WHAT IS BEING ASKED => Only the lines holding the string "occurred" are needed; copy each of them from the data.

[Collected data entries]
┌────────
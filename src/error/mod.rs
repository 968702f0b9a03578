//! Error types for Tycho.

use thiserror::Error;

/// Primary error type for all Tycho operations.
#[derive(Error, Debug)]
pub enum TychoError {
    #[error("Configuration error: {0}")]
    Configuration(String),

    #[error("API error (status {status}): {message}")]
    Api {
        status: u16,
        message: String,
        /// Machine-readable code extracted from the provider error body.
        code: Option<ApiErrorCode>,
    },

    #[error("Network error: {0}")]
    Network(#[from] reqwest::Error),

    #[error("Serialization error: {0}")]
    Serialization(#[from] serde_json::Error),

    #[error("Model not found: {0}")]
    ModelNotFound(String),

    #[error("Authentication error: {0}")]
    Authentication(String),

    #[error("Rate limited: retry after {retry_after_ms:?}ms")]
    RateLimited { retry_after_ms: Option<u64> },

    #[error("Timeout after {0}ms")]
    Timeout(u64),

    #[error("Stream error: {0}")]
    Stream(String),

    #[error("Tool execution error: {tool_name} — {message}")]
    ToolExecution { tool_name: String, message: String },

    #[error("Chat completion failed: {0}")]
    ChatCompletion(String),

    #[error("Invalid state: {0}")]
    InvalidState(String),
}

/// Error codes reported in chat-completion error bodies.
///
/// Parsed from the `error.code` field the OpenAI-style APIs put in their
/// JSON error payloads; unknown codes fall back to [`ApiErrorCode::ApiError`].
#[derive(Debug, Clone, Copy, PartialEq, Eq, strum::EnumString, strum::Display)]
#[strum(serialize_all = "snake_case")]
pub enum ApiErrorCode {
    InvalidRequestError,
    InvalidApiKey,
    AuthenticationError,
    RateLimitExceeded,
    QuotaExceeded,
    ContentFilter,
    ContextLengthExceeded,
    ModelNotFound,
    UnsupportedLanguage,
    BadRequest,
    ServerError,
    ApiError,
    ServiceUnavailable,
}

impl ApiErrorCode {
    /// Human-readable explanation, used when surfacing a terminal failure.
    pub fn describe(&self) -> &'static str {
        match self {
            Self::InvalidRequestError => {
                "Invalid request: The request was malformed or missing parameters."
            }
            Self::InvalidApiKey => "Authentication failed: Invalid or expired API key.",
            Self::AuthenticationError => "Authentication failed: Please check your credentials.",
            Self::RateLimitExceeded => "Rate limit exceeded: Too many requests.",
            Self::QuotaExceeded => "Quota exceeded: Account usage limit reached.",
            Self::ContentFilter => {
                "Content filtered: Response blocked by content moderation policy."
            }
            Self::ContextLengthExceeded => {
                "Context length exceeded: Request exceeds model's token limit."
            }
            Self::ModelNotFound => "Model not found: The requested model does not exist.",
            Self::UnsupportedLanguage => {
                "Unsupported language: The model doesn't support the requested language."
            }
            Self::BadRequest => "Bad request: The request was invalid.",
            Self::ServerError => "Server error: A general server-side failure occurred.",
            Self::ApiError => "API error: An unexpected API failure occurred.",
            Self::ServiceUnavailable => "Service unavailable: The service is temporarily down.",
        }
    }

    /// Codes that must never be retried.
    pub fn is_non_retryable(&self) -> bool {
        matches!(
            self,
            Self::InvalidRequestError
                | Self::InvalidApiKey
                | Self::AuthenticationError
                | Self::ModelNotFound
                | Self::UnsupportedLanguage
                | Self::BadRequest
        )
    }
}

impl TychoError {
    /// Create an API error without a parsed code.
    pub fn api(status: u16, message: impl Into<String>) -> Self {
        Self::Api {
            status,
            message: message.into(),
            code: None,
        }
    }

    /// The API error code, when one was parsed from the response body.
    pub fn api_code(&self) -> Option<ApiErrorCode> {
        match self {
            Self::Api { code, .. } => *code,
            _ => None,
        }
    }

    /// Whether this error names a content-filter rejection.
    pub fn is_content_filtered(&self) -> bool {
        self.api_code() == Some(ApiErrorCode::ContentFilter)
    }

    /// Whether this error is worth retrying with the same request.
    ///
    /// Timeouts are deliberately terminal: a call that blew its execution
    /// budget is not re-run.
    pub fn is_retryable(&self) -> bool {
        match self {
            Self::Network(_) | Self::RateLimited { .. } => true,
            Self::Api { status, code, .. } => {
                if let Some(code) = code {
                    if code.is_non_retryable() || *code == ApiErrorCode::ContentFilter {
                        return false;
                    }
                }
                matches!(status, 408 | 409 | 429 | 500..=599)
            }
            _ => false,
        }
    }
}

/// Convenience alias.
pub type Result<T> = std::result::Result<T, TychoError>;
└────────
RESPONSE TO THIS EXERCISE =>
            Self::ServerError => "Server error: A general server-side failure occurred.",
            Self::ApiError => "API error: An unexpected API failure occurred.",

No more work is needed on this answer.